Graph search is the trick
It's Facebook's graph search -- the ability to look for people who represent a certain set of characteristics -- that makes it a potentially powerful tool for companies seeking workers. A manager or recruiter could seek "machinists near Wichita, Kansas."

Companies could seek people with a particular educational background or a particular combination of experiences that fit their needs. However, such a search does no good to would-be employees who might be a match but don't have their information in Facebook.

Beef up your profile
There are a few areas you should be sure to fill out in your Facebook profile.
  • Location. Let a company know where you currently live. Any search is bound to focus on people near to the company.
  • Education. Companies often want to know your education history. Clearly show much schooling you have finished and where you attended.
  • Occupation. If you can't manage anything else, be sure that you say what it is you do for a living.
  • Work. List the places you have worked in the past. If there was something of note that you did, highlight it by clicking on Add a Project and fill in the details.
  • Professional skills. The professional skills category was recently added, as the blog Sociobits.org reported. It comes at the end of Work and Education and lets you fill in special skills -- for the machinist example, it might be using computerized milling equipment -- that companies may be looking for.
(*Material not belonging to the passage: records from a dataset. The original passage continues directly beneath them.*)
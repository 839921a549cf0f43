//! MCP server implementation
//!
//! The request dispatcher: protocol state, method routing, capability
//! negotiation, tool dispatch, and the serve loop that drives it all from
//! stdin. Every dispatch, successful or not, is recorded in the audit log
//! before its response is emitted.

pub mod lifecycle;
pub mod tools;

use crate::context::ServerContext;
use crate::error::{McpError, Result};
use crate::handlers::{data_ops, info_ops, key_ops};
use crate::protocol::jsonrpc::JSONRPC_VERSION;
use crate::protocol::{
    JsonRpcError, JsonRpcRequest, JsonRpcResponse, StdioTransport,
};
use serde_json::{json, Map, Value};
use std::sync::atomic::{AtomicBool, Ordering};
use std::sync::Arc;
use tokio::time::Duration;
use tracing::{debug, error, info, warn};

pub use lifecycle::{LifecycleController, ProcessLifecycle};
pub use tools::ToolDefinition;

/// Wire protocol revision advertised and echoed during `initialize`.
pub const PROTOCOL_VERSION: &str = "2024-11-05";

/// Capability keys mirrored back when the client declares them. The server
/// never advertises one the client did not request first.
const MIRRORED_CAPABILITIES: [&str; 4] = ["prompts", "resources", "logging", "roots"];

/// Every tool name `tools/call` can route. Must stay in step with the
/// full-permission manifest in [`tools::get_all_tools`]; a test asserts the
/// bijection.
pub const KNOWN_TOOLS: &[&str] = &[
    "get",
    "set",
    "update",
    "delete",
    "list_keys",
    "create_key",
    "drop_key",
    "exists_key",
    "get_key_info",
    "rename_key",
    "set_ttl",
    "remove_ttl",
    "server_info",
    "db_stats",
    "memory_info",
    "test_connection",
];

/// MCP server configuration
#[derive(Debug, Clone)]
pub struct ServerConfig {
    /// Server name
    pub name: String,

    /// Server version
    pub version: String,

    /// Delay between the `shutdown` response and process exit, so the
    /// response can flush.
    pub shutdown_grace: Duration,

    /// Interval between store health probes.
    pub probe_interval: Duration,
}

impl Default for ServerConfig {
    fn default() -> Self {
        Self {
            name: "redis-mcp".to_string(),
            version: env!("CARGO_PKG_VERSION").to_string(),
            shutdown_grace: Duration::from_millis(100),
            probe_interval: Duration::from_secs(30),
        }
    }
}

/// MCP server
pub struct McpServer {
    context: Arc<ServerContext>,
    config: ServerConfig,
    lifecycle: Arc<dyn LifecycleController>,
    initialized: AtomicBool,
}

impl McpServer {
    /// Create a new MCP server
    pub fn new(
        context: ServerContext,
        config: ServerConfig,
        lifecycle: Arc<dyn LifecycleController>,
    ) -> Self {
        info!(
            server = %config.name,
            version = %config.version,
            target = context.store.connection_target(),
            "MCP server initialized"
        );

        Self {
            context: Arc::new(context),
            config,
            lifecycle,
            initialized: AtomicBool::new(false),
        }
    }

    /// Serve requests over stdio until EOF, an interrupt, or a terminal
    /// method. Input lines are processed strictly in order, each awaited to
    /// completion before the next is read.
    pub async fn serve_stdio(&self) -> Result<()> {
        let mut transport = StdioTransport::new();
        let probe = self.spawn_health_probe();

        info!("MCP server listening on stdio");

        loop {
            let line = tokio::select! {
                line = transport.read_line() => line,
                _ = tokio::signal::ctrl_c() => {
                    info!("Received interrupt, shutting down");
                    self.context.store.close().await;
                    break;
                }
            };

            match line {
                Ok(Some(line)) => {
                    let request: JsonRpcRequest = match serde_json::from_str(&line) {
                        Ok(request) => request,
                        Err(e) => {
                            error!(error = %e, "Failed to parse request line");
                            // One malformed line never ends the session: a
                            // synthetic id-less error goes out and the next
                            // line is read as usual.
                            let response = JsonRpcResponse::error(
                                None,
                                JsonRpcError::internal_error(format!(
                                    "Failed to parse request: {}",
                                    e
                                )),
                            );
                            transport.write_response(&response).await?;
                            continue;
                        }
                    };

                    if let Some(response) = self.handle_request(request).await {
                        transport.write_response(&response).await?;
                    }
                }
                Ok(None) => {
                    info!("Client disconnected");
                    break;
                }
                Err(e) => {
                    error!(error = %e, "Failed to read from stdin");
                    break;
                }
            }
        }

        probe.abort();
        transport.close().await?;
        Ok(())
    }

    /// Handle one JSON-RPC request. Returns `None` for notifications, which
    /// never receive a response; their failures are logged only.
    pub async fn handle_request(&self, request: JsonRpcRequest) -> Option<JsonRpcResponse> {
        let id = request.id.clone();
        let is_notification = request.is_notification();
        let params = request.params.clone().unwrap_or(Value::Null);

        let result = if request.jsonrpc != JSONRPC_VERSION {
            Err(McpError::Protocol(request.jsonrpc.clone()))
        } else {
            self.dispatch(&request.method, params.clone()).await
        };

        // Audit chokepoint: exactly one entry per dispatch, before the
        // response is returned.
        let (operation, recorded_params) = audit_label(&request.method, &params);
        let (recorded_result, recorded_error) = match &result {
            Ok(Some(value)) => (Some(value.to_string()), None),
            Ok(None) => (None, None),
            Err(e) => (None, Some(e.to_string())),
        };
        self.context
            .audit
            .record(&operation, &recorded_params, recorded_result, recorded_error)
            .await;

        match result {
            Ok(Some(value)) => id.map(|id| JsonRpcResponse::success(id, value)),
            Ok(None) => None,
            Err(e) => {
                warn!(method = %request.method, error = %e, "Request failed");
                if is_notification {
                    None
                } else {
                    Some(JsonRpcResponse::error(id, e.to_jsonrpc()))
                }
            }
        }
    }

    /// Route a method to its handler. `Ok(None)` marks a notification with
    /// no response channel.
    async fn dispatch(&self, method: &str, params: Value) -> Result<Option<Value>> {
        match method {
            "initialize" => self.handle_initialize(params).map(Some),
            "tools/list" => self.handle_tools_list().map(Some),
            "tools/call" => self.handle_tools_call(params).await.map(Some),
            "ping" => Ok(Some(json!({"pong": true}))),
            "shutdown" => self.handle_shutdown().map(Some),
            "notifications/initialized" => {
                self.handle_initialized_notification().await;
                Ok(None)
            }
            "notifications/exit" => {
                self.handle_exit_notification().await;
                Ok(None)
            }
            // Protocol-compatibility stubs: present so standard clients can
            // enumerate these surfaces, but nothing is behind them.
            "prompts/list" => Ok(Some(json!({"prompts": []}))),
            "prompts/call" => Ok(Some(json!({
                "description": "Prompts are not supported by this server",
                "messages": []
            }))),
            "resources/list" => Ok(Some(json!({"resources": []}))),
            "resources/read" => Ok(Some(json!({"contents": []}))),
            "logging/list" => Ok(Some(json!({"logs": []}))),
            "logging/read" => Ok(Some(json!({"entries": []}))),
            "roots/list" => Ok(Some(json!({"roots": []}))),
            "roots/read" => Ok(Some(json!({"contents": []}))),
            other => Err(McpError::MethodNotFound(other.to_string())),
        }
    }

    /// Handle `initialize`: echo the requested protocol version and mirror
    /// the client's optional capability keys. Idempotent; a repeat call is
    /// answered in full without re-running first-call side effects.
    fn handle_initialize(&self, params: Value) -> Result<Value> {
        let client_version = params
            .get("protocolVersion")
            .and_then(Value::as_str)
            .unwrap_or(PROTOCOL_VERSION);

        let mut capabilities = Map::new();
        capabilities.insert("tools".to_string(), json!({}));
        if let Some(declared) = params.get("capabilities").and_then(Value::as_object) {
            for key in MIRRORED_CAPABILITIES {
                if declared.contains_key(key) {
                    capabilities.insert(key.to_string(), json!({}));
                }
            }
        }

        let first = !self.initialized.swap(true, Ordering::SeqCst);
        if first {
            info!(
                client = %params
                    .get("clientInfo")
                    .cloned()
                    .unwrap_or(serde_json::Value::Null),
                version = client_version,
                "Session initialized"
            );
        } else {
            debug!("Repeated initialize accepted");
        }

        Ok(json!({
            "protocolVersion": client_version,
            "capabilities": Value::Object(capabilities),
            "serverInfo": {
                "name": self.config.name,
                "version": self.config.version
            }
        }))
    }

    /// Handle `tools/list`: manifest rebuilt from the current flags, plus a
    /// diagnostic echo of the flags and the connection target.
    fn handle_tools_list(&self) -> Result<Value> {
        let tools = tools::get_all_tools(&self.context.policy);

        Ok(json!({
            "tools": tools,
            "permissions": self.context.policy.summary(),
            "connection": self.context.store.connection_target(),
        }))
    }

    /// Handle `tools/call`: validate the envelope, route to the operation,
    /// and wrap the raw result as a single pretty-printed text content
    /// block. The wrapping is part of the wire contract.
    async fn handle_tools_call(&self, params: Value) -> Result<Value> {
        if params.is_null() {
            return Err(McpError::InvalidParams("Missing parameters".to_string()));
        }

        let name = params
            .get("name")
            .and_then(Value::as_str)
            .ok_or_else(|| McpError::InvalidParams("Missing tool name".to_string()))?;

        let arguments = params
            .get("arguments")
            .cloned()
            .unwrap_or_else(|| Value::Object(Map::new()));

        info!(tool = name, "Calling tool");

        let result = self.dispatch_tool(name, arguments).await?;

        Ok(json!({
            "content": [
                {
                    "type": "text",
                    "text": serde_json::to_string_pretty(&result)
                        .unwrap_or_else(|_| result.to_string())
                }
            ]
        }))
    }

    /// Route a tool name to its operation. An unknown tool is an ordinary
    /// error, not a protocol-level method-not-found.
    async fn dispatch_tool(&self, name: &str, args: Value) -> Result<Value> {
        let ctx = &self.context;
        match name {
            "get" => data_ops::handle_get(ctx, args).await,
            "set" => data_ops::handle_set(ctx, args).await,
            "update" => data_ops::handle_update(ctx, args).await,
            "delete" => data_ops::handle_delete(ctx, args).await,
            "list_keys" => data_ops::handle_list_keys(ctx, args).await,
            "create_key" => key_ops::handle_create_key(ctx, args).await,
            "drop_key" => key_ops::handle_drop_key(ctx, args).await,
            "exists_key" => key_ops::handle_exists_key(ctx, args).await,
            "get_key_info" => key_ops::handle_get_key_info(ctx, args).await,
            "rename_key" => key_ops::handle_rename_key(ctx, args).await,
            "set_ttl" => key_ops::handle_set_ttl(ctx, args).await,
            "remove_ttl" => key_ops::handle_remove_ttl(ctx, args).await,
            "server_info" => info_ops::handle_server_info(ctx, args).await,
            "db_stats" => info_ops::handle_db_stats(ctx, args).await,
            "memory_info" => info_ops::handle_memory_info(ctx, args).await,
            "test_connection" => info_ops::handle_test_connection(ctx, args).await,
            _ => Err(McpError::Internal(format!("Unknown tool: {}", name))),
        }
    }

    /// Handle `shutdown`: answer with a null result now, then close the
    /// store and exit once the grace delay has let the response flush.
    fn handle_shutdown(&self) -> Result<Value> {
        info!("Shutdown requested");

        let store = Arc::clone(&self.context.store);
        let lifecycle = Arc::clone(&self.lifecycle);
        let grace = self.config.shutdown_grace;

        tokio::spawn(async move {
            tokio::time::sleep(grace).await;
            store.close().await;
            lifecycle.exit(0);
        });

        Ok(Value::Null)
    }

    /// Handle `notifications/initialized`: probe connection health. There
    /// is no response channel, so failures are only logged.
    async fn handle_initialized_notification(&self) {
        debug!("Client reports initialization complete");

        if let Err(e) = self.context.store.ping().await {
            warn!(error = %e, "Post-initialization connection probe failed");
        }
    }

    /// Handle `notifications/exit`: close and terminate immediately.
    async fn handle_exit_notification(&self) {
        info!("Exit notification received");
        self.context.store.close().await;
        self.lifecycle.exit(0);
    }

    fn spawn_health_probe(&self) -> tokio::task::JoinHandle<()> {
        let store = Arc::clone(&self.context.store);
        let interval = self.config.probe_interval;

        tokio::spawn(async move {
            let mut ticker = tokio::time::interval(interval);
            // The immediate first tick would probe before any connection
            // exists; skip it.
            ticker.tick().await;
            loop {
                ticker.tick().await;
                store.probe().await;
            }
        })
    }
}

/// Audit labels: tool calls are recorded as `tools/call:<tool>` with their
/// arguments; everything else as the method with its params.
fn audit_label(method: &str, params: &Value) -> (String, String) {
    if method == "tools/call" {
        let tool = params
            .get("name")
            .and_then(Value::as_str)
            .unwrap_or("unknown");
        let arguments = params.get("arguments").cloned().unwrap_or(Value::Null);
        (format!("tools/call:{}", tool), arguments.to_string())
    } else {
        (method.to_string(), params.to_string())
    }
}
Make the right things public
Leaving too much of the wrong things public on your profile can cost you opportunities. But for name, education, occupation, work, location, and professional skills, be sure that you set the privacy rating to public so anyone can see it. Otherwise, all the time you just spent updating what becomes your Facebook resume won't matter because companies wouldn't be able to see it.

And leave everything else private
Maybe you've led the life of the perfect Boy or Girl Scout. Chances are that you haven't. As a precaution, set information that doesn't have a direct bearing on your career to friends only. That way, even if you forgot that intemperate remark about a previous employer, which could make you sound difficult, it won't be available to the insatiable curiosity of the hiring manager.